Chapter Text
— O que aconteceu com esse arquivo? Alguém pode me explicar? Parece que vocês voltaram para o início da faculdade! — Pran esfrega as pontas dos dedos na testa, exasperado, enquanto repreende os estagiários após o susto que teve ao abrir o arquivo do projeto e encontrar blocos de todo tipo de mobiliário e símbolos espalhados pela tela. E linhas soltas! Muitas linhas soltas!
— Desculpe, Sr. Parakul! Nós dois estamos corrigindo o Projeto Legal e temos que fazer muitas coisas de uma vez. — Reclama Aiko, dando um passo à frente, mantendo as mãos juntas, fechadas em punho, tentando simular o wai que tanto vê o superior fazer.
— Tudo bem, não falei tão sério. Mas... como? — Pran os encara, um tanto cismado com o esforço mínimo que eles tiveram para manter organizado o arquivo que ele os entregou de maneira impecável duas semanas atrás, mas corrige o tom duro do início da conversa. Eles estão ali para aprender, afinal.
— É que o Sr. era nosso supervisor em tempo integral. Conseguíamos fluir melhor. Agora temos dúvidas o tempo todo e dificilmente o encontramos por aqui. — Stacey esclarece, e Aiko continua:
— Isso! Estamos fazendo tudo de uma vez, e não temos tanto tempo. Posso organizar esse arquivo em casa hoje, e amanhã estará como o senhor gosta, prometo.
Stacey está com com lábios franzidos, e as sobrancelhas bastante expressivas do Aiko, quase emolduram seu desespero. Pran lembra que trilhou o mesmo caminho tortuoso poucos anos atrás no seu primeiro estágio em Bangkok.
— Não, não! Isso jamais, jovens! Vocês precisam descansar a mente de vocês. Trabalho é trabalho, casa é casa. — Fala com empatia, olhando em seus olhos. — Vou pedir para que Max os auxilie próxima semana, OK?
— Por favor, Pran! Digo, Sr. Parakul! — Stacey clama e Pran sorri.
— Olha, eu gosto de saber que vocês me respeitam dessa forma, mas por favor, me chamem de Parakul mesmo, ou até de Pran. Prefiro. — Se ajeita na cadeira, relaxando um pouco a postura ereta coberta pelo seu melhor blazer caqui, enquanto apoia os cotovelos na mesa e tenta encontrar um lugar na sala para encarar. — hm... quando falam "Sr. Parakul", me sinto como um senhor. E eu aparento quase a idade de vocês, não?
— Fora as olheiras e as roupas do senhor, parece sim!

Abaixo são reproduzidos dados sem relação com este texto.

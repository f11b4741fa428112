//! Logical input: actions, key bindings and the per-frame latch
//!
//! Hosts feed raw key names in as they arrive; the simulation samples the
//! latch exactly once per frame. Accept/discard are one-shot signals that
//! are consumed by the sample that reads them.

use std::collections::{BTreeMap, BTreeSet};

use serde::{Deserialize, Serialize};

use crate::sim::TickInput;

/// Recognized logical actions
#[derive(Debug, Clone, Copy, PartialEq, Eq, PartialOrd, Ord, Hash, Serialize, Deserialize)]
pub enum Action {
    MoveLeft,
    MoveRight,
    Jump,
    Attack,
    Skill,
    UsePotion,
    Search,
    AcceptLoot,
    DiscardLoot,
}

impl Action {
    /// Fires once per press instead of being held
    pub fn is_one_shot(self) -> bool {
        matches!(self, Action::AcceptLoot | Action::DiscardLoot)
    }
}

/// Key name (as reported by the host, e.g. `KeyboardEvent.key`) to action
#[derive(Debug, Clone, PartialEq, Eq, Serialize, Deserialize)]
#[serde(transparent)]
pub struct KeyBindings {
    map: BTreeMap<String, Action>,
}

impl Default for KeyBindings {
    fn default() -> Self {
        let pairs = [
            ("arrowleft", Action::MoveLeft),
            ("a", Action::MoveLeft),
            ("arrowright", Action::MoveRight),
            ("d", Action::MoveRight),
            ("arrowup", Action::Jump),
            ("w", Action::Jump),
            (" ", Action::Jump),
            ("j", Action::Attack),
            ("k", Action::Skill),
            ("q", Action::UsePotion),
            ("e", Action::Search),
            ("enter", Action::AcceptLoot),
            ("y", Action::AcceptLoot),
            ("backspace", Action::DiscardLoot),
            ("n", Action::DiscardLoot),
        ];
        Self {
            map: pairs
                .into_iter()
                .map(|(key, action)| (key.to_string(), action))
                .collect(),
        }
    }
}

impl KeyBindings {
    pub fn empty() -> Self {
        Self {
            map: BTreeMap::new(),
        }
    }

    /// Bind `key` (case-insensitive), replacing any previous binding for it
    pub fn bind(&mut self, key: &str, action: Action) {
        self.map.insert(key.to_lowercase(), action);
    }

    /// Action bound to `key`, if any. Lookup is case-insensitive.
    pub fn lookup(&self, key: &str) -> Option<Action> {
        self.map
            .get(key)
            .or_else(|| self.map.get(&key.to_lowercase()))
            .copied()
    }

    pub fn len(&self) -> usize {
        self.map.len()
    }

    pub fn is_empty(&self) -> bool {
        self.map.is_empty()
    }
}

/// Latched key state between frames
#[derive(Debug, Clone, Default)]
pub struct InputLatch {
    held: BTreeSet<Action>,
    accept: bool,
    discard: bool,
}

impl InputLatch {
    pub fn press(&mut self, action: Action) {
        match action {
            Action::AcceptLoot => self.accept = true,
            Action::DiscardLoot => self.discard = true,
            _ => {
                self.held.insert(action);
            }
        }
    }

    pub fn release(&mut self, action: Action) {
        self.held.remove(&action);
    }

    /// Route a raw key press. Returns true if the key is bound.
    pub fn key_down(&mut self, bindings: &KeyBindings, key: &str) -> bool {
        match bindings.lookup(key) {
            Some(action) => {
                self.press(action);
                true
            }
            None => false,
        }
    }

    pub fn key_up(&mut self, bindings: &KeyBindings, key: &str) -> bool {
        match bindings.lookup(key) {
            Some(action) => {
                self.release(action);
                true
            }
            None => false,
        }
    }

    /// Drop every held key (e.g. when the host loses focus)
    pub fn clear(&mut self) {
        self.held.clear();
    }

    pub fn is_held(&self, action: Action) -> bool {
        self.held.contains(&action)
    }

    /// Build this frame's input, consuming pending one-shots
    pub fn sample(&mut self) -> TickInput {
        let input = TickInput {
            left: self.is_held(Action::MoveLeft),
            right: self.is_held(Action::MoveRight),
            jump: self.is_held(Action::Jump),
            attack: self.is_held(Action::Attack),
            skill: self.is_held(Action::Skill),
            potion: self.is_held(Action::UsePotion),
            search: self.is_held(Action::Search),
            accept_loot: self.accept,
            discard_loot: self.discard,
        };
        self.accept = false;
        self.discard = false;
        input
    }
}

#[cfg(test)]
mod tests {
    use super::*;

    #[test]
    fn test_default_bindings_case_insensitive() {
        let bindings = KeyBindings::default();
        assert_eq!(bindings.lookup("ArrowLeft"), Some(Action::MoveLeft));
        assert_eq!(bindings.lookup("D"), Some(Action::MoveRight));
        assert_eq!(bindings.lookup(" "), Some(Action::Jump));
        assert_eq!(bindings.lookup("F12"), None);
    }

    #[test]
    fn test_held_keys_persist_across_samples() {
        let bindings = KeyBindings::default();
        let mut latch = InputLatch::default();
        assert!(latch.key_down(&bindings, "a"));
        assert!(latch.sample().left);
        assert!(latch.sample().left);
        latch.key_up(&bindings, "a");
        assert!(!latch.sample().left);
    }

    #[test]
    fn test_loot_decisions_are_one_shot() {
        let bindings = KeyBindings::default();
        let mut latch = InputLatch::default();
        latch.key_down(&bindings, "Enter");
        let first = latch.sample();
        assert!(first.accept_loot);
        assert!(!first.discard_loot);
        assert!(!latch.sample().accept_loot);
        assert!(Action::DiscardLoot.is_one_shot());
    }

    #[test]
    fn test_custom_binding_round_trips_json() {
        let mut bindings = KeyBindings::empty();
        bindings.bind("Z", Action::Attack);
        let json = serde_json::to_string(&bindings).unwrap();
        assert_eq!(json, r#"{"z":"Attack"}"#);
        let parsed: KeyBindings = serde_json::from_str(&json).unwrap();
        assert_eq!(parsed.lookup("z"), Some(Action::Attack));
    }

    #[test]
    fn test_clear_releases_everything() {
        let mut latch = InputLatch::default();
        latch.press(Action::MoveRight);
        latch.press(Action::Search);
        latch.clear();
        assert_eq!(latch.sample(), TickInput::default());
    }
}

— Stacey... — Pran aperta os olhos para a garota, enquanto ela lhe solta uma piscadela, sorridente. Bom, eles estão mais calmos, pensa Pran, confortável com a provocação da estagiária.
— E esse relógio infantil, Sr. Pran, definitivamente, traz o equilíbrio. — Aiko brinca, se desfazendo do pavor que estava há poucos minutos. Pran é um bom chefe. Um líder. Todos acham isso.
— Vocês dois, saiam daqui! — Expulsa eles, com um gesto caricato, deixando que suas covinhas aparentes sejam como um consolo para a bronca de antes. — Agora vou ligar para o Max e explicar a situação de vocês para ele.
— Obrigada! AH, senh-... Pran! Descobrimos agora há pouco que hoje é o aniversário dele, estamos pensando em nos encontrar no Pub aqui em frente para comemorar. Umas oito ou oito e meia.
— Jura? Que legal Stacey. Se eu sair cedo da obra, vou lá sim. — Ela comemora, contida, e Aiko a acompanha até a porta.
— Certo, Pran. — Fala o nome do superior, evidenciando a atenção em acertar o vocativo correto. — É surpresa, então, obviamente, ele não sabe!
— Pode deixar.
Pran volta a atenção ao arquivo bagunçado no computador e sabe que não vai conseguir ir para a obra enquanto se lembrar do estado em que este documento se encontra. Pran precisa arrumar.
Ele até compreende a confusão na cabeça dos estagiários, mas não entende como qualquer ser humano consiga não ser organizado. Organização é algo tão simples para Pran, sempre foi. É só colocar as coisas onde elas devem estar. E mantê-las lá. Não há nada mais fácil a se fazer. Isso não significa que as coisas não devam mudar de lugar. Elas devem, mas apenas quando for preciso e para que haja evolução — algo que ele aprendeu com o Pat, mais precisamente, quando ganhou aquele beijo inesperado, que havia sonhado em roubar por muitos anos, mas não soube lidar ao senti-lo em seus lábios. Tudo iria mudar, afinal. Mas deveria mudar. E Pat soube desde o principio.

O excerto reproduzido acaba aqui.